The maxim, known to every good manager, is that there is rarely any bad news that cannot be turned into something positive. However, within the reform-resistant Senior Foreign Service of the United States, the worship of the status quo has always overshadowed efficiency. The WikiLeaks disclosures have generated hysterical pronouncements of doom by State Department officials when they should be using the WikiLeaks disclosures as a wake-up call for reform of its dysfunctional diplomatic cable system. This author proposes a measured three-step response:
Step One: Reduce the massive volume of information being unnecessarily classified. It is easier to protect a smaller volume of documents.
Step Two: Reduce access to secret information. Low ranking U.S. military members at isolated Iraqi outposts do not need access to U.S. embassy cables from around the world.
Step Three: Introduce the concept of professional editing of diplomatic cables. Washington, D.C. is awash in extraneous information. As this article will reveal, some American diplomatic and intelligence personnel should be sent back to school so they can begin to understand the difference between important information and silly gossip. Many of the “embarrassing” disclosures from these cables are solely due to their unprofessional content. Facts are frequently missing, but there is no lack of amateurish psychoanalyses and name-calling of foreign leaders. Some U.S. diplomats seem to lack an appreciation for the basic mantra: “just the facts please.”
1. October 21, 2008, cable from U.S. Deputy Chief of Mission to Pakistan Richard LeBaron, who quotes a British aid official as calling Pakistan President Asif Ali Zardari a “numbskull."
2. March 5, 2009, cable from U.S. Ambassador to Eritrea, Ronald McMullen, who describes President Isaias Afwerki as an “unhinged dictator.”
3. October 29, 2008, cable from U.S. Ambassador to Kazakhstan, Tatiana Gfoeller: She summarized a dinner attended by the Duke of York, Prince Andrew. She stated that the conversation “verged on the rude,” that Prince Andrew acted “cockily” and that he exhibited almost “neuralgic patriotism” (whatever that means).
4. December 31, 2009, cable from Elissa G. Pitterle, Director of Operations for the State Department’s Bureau of Intelligence and Research, who labeled Argentine President Cristina Fernandez de Kirchner as mentally unstable and suffering from: “nerves and anxiety.”
5. January 22, 2010, cable from Elissa G. Pitterle, entitled: “Kudos and Follow-up Questions.” She was relaying her happiness at the “personality reporting” (i.e., gossip) she received about the love life of British politician Alan Duncan, referring to it as “insightful.”

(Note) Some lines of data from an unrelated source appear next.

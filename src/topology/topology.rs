use crate::wire::{ProtoTopology, ProtoTopologyMember};
use bytes::Bytes;
use prost::Message;
use std::sync::RwLock;

/// How to reach one member of the cluster.
#[derive(Clone, Debug, PartialEq, Eq)]
pub struct FollowerInfo {
    pub tag: String,
    pub url: String,
    /// Client certificate presented when connecting, if the transport is authenticated.
    pub certificate: Option<Bytes>,
}

impl FollowerInfo {
    pub fn new(tag: impl Into<String>, url: impl Into<String>) -> Self {
        FollowerInfo {
            tag: tag.into(),
            url: url.into(),
            certificate: None,
        }
    }
}

#[derive(Clone, Debug, Default, PartialEq, Eq)]
pub struct ClusterTopology {
    pub topology_id: String,
    pub leader_tag: String,
    /// (tag, url) for every voting member, the leader included.
    pub members: Vec<(String, String)>,
}

impl ClusterTopology {
    pub fn to_bytes(&self) -> Bytes {
        let proto = ProtoTopology {
            topology_id: self.topology_id.clone(),
            leader_tag: self.leader_tag.clone(),
            members: self
                .members
                .iter()
                .map(|(tag, url)| ProtoTopologyMember {
                    tag: tag.clone(),
                    url: url.clone(),
                })
                .collect(),
        };
        Bytes::from(proto.encode_to_vec())
    }

    pub fn from_bytes(bytes: &[u8]) -> Result<Self, prost::DecodeError> {
        let proto = ProtoTopology::decode(bytes)?;
        Ok(ClusterTopology {
            topology_id: proto.topology_id,
            leader_tag: proto.leader_tag,
            members: proto.members.into_iter().map(|m| (m.tag, m.url)).collect(),
        })
    }
}

/// Where the current cluster membership is kept. Replication only reads it.
pub trait TopologyStore: Send + Sync + 'static {
    fn current_topology(&self) -> ClusterTopology;

    /// The topology in the encoding shipped to followers inside InstallSnapshot.
    fn raw_topology_bytes(&self) -> Bytes {
        self.current_topology().to_bytes()
    }
}

pub struct InMemoryTopologyStore {
    topology: RwLock<ClusterTopology>,
}

impl InMemoryTopologyStore {
    pub fn new(topology: ClusterTopology) -> Self {
        InMemoryTopologyStore {
            topology: RwLock::new(topology),
        }
    }

    pub fn replace(&self, topology: ClusterTopology) {
        *self.topology.write().expect("InMemoryTopologyStore lock poison") = topology;
    }
}

impl TopologyStore for InMemoryTopologyStore {
    fn current_topology(&self) -> ClusterTopology {
        self.topology.read().expect("InMemoryTopologyStore lock poison").clone()
    }
}

#[cfg(test)]
mod tests {
    use super::*;

    #[test]
    fn raw_bytes_decode_back_to_current_topology() {
        let store = InMemoryTopologyStore::new(ClusterTopology {
            topology_id: "topology-1".into(),
            leader_tag: "A".into(),
            members: vec![("A".into(), "mem://a".into()), ("B".into(), "mem://b".into())],
        });
        store.replace(ClusterTopology {
            topology_id: "topology-2".into(),
            ..store.current_topology()
        });

        let decoded = ClusterTopology::from_bytes(&store.raw_topology_bytes()).unwrap();

        assert_eq!(store.current_topology(), decoded);
        assert_eq!("topology-2", decoded.topology_id);
    }
}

6. July 7, 2009, cable from U.S. Ambassador to Afghanistan Karl Eikenberry: President Hamid Karzai was described as “paranoid” and “weak.”
German Chancellor Angela Merkel is described in one cable as “rarely creative” (whatever that means); the Russian Prime Minister and President are derogatorily referred to as “Batman and Robin;” British politician Harriet Harmon is described as “a relative policy lightweight;” and Nicaragua’s President is depicted as paranoid. All of these cables could have benefited from extensive editing to eliminate the name-calling, the silly gossip and the unsupported characterizations of each author.
These juvenile cables prompted Turkish Prime Minister Tayyip Erdogan, on November 31, 2010, to publicly state that “The United States should call its diplomats to account.”
In a more professional cable dated February 16, 2010, the late Ambassador Richard C. Holbrooke detailed extensive official corruption within Tajikistan (which is seeking more U.S. aid, so that its President can siphon more money out of the country through a shell company called TALCO). Ambassador Holbrooke correctly pointed out that the government is hindered by extensive “cronyism” and is “resistant to reform.” That description aptly describes the U.S. Department of State’s Senior Foreign Service. Its bureaucracy has retreated into a bunker to weather the current storm, rather than hoisting its sails, cleaning its decks, disposing of its bilge and pushing forward.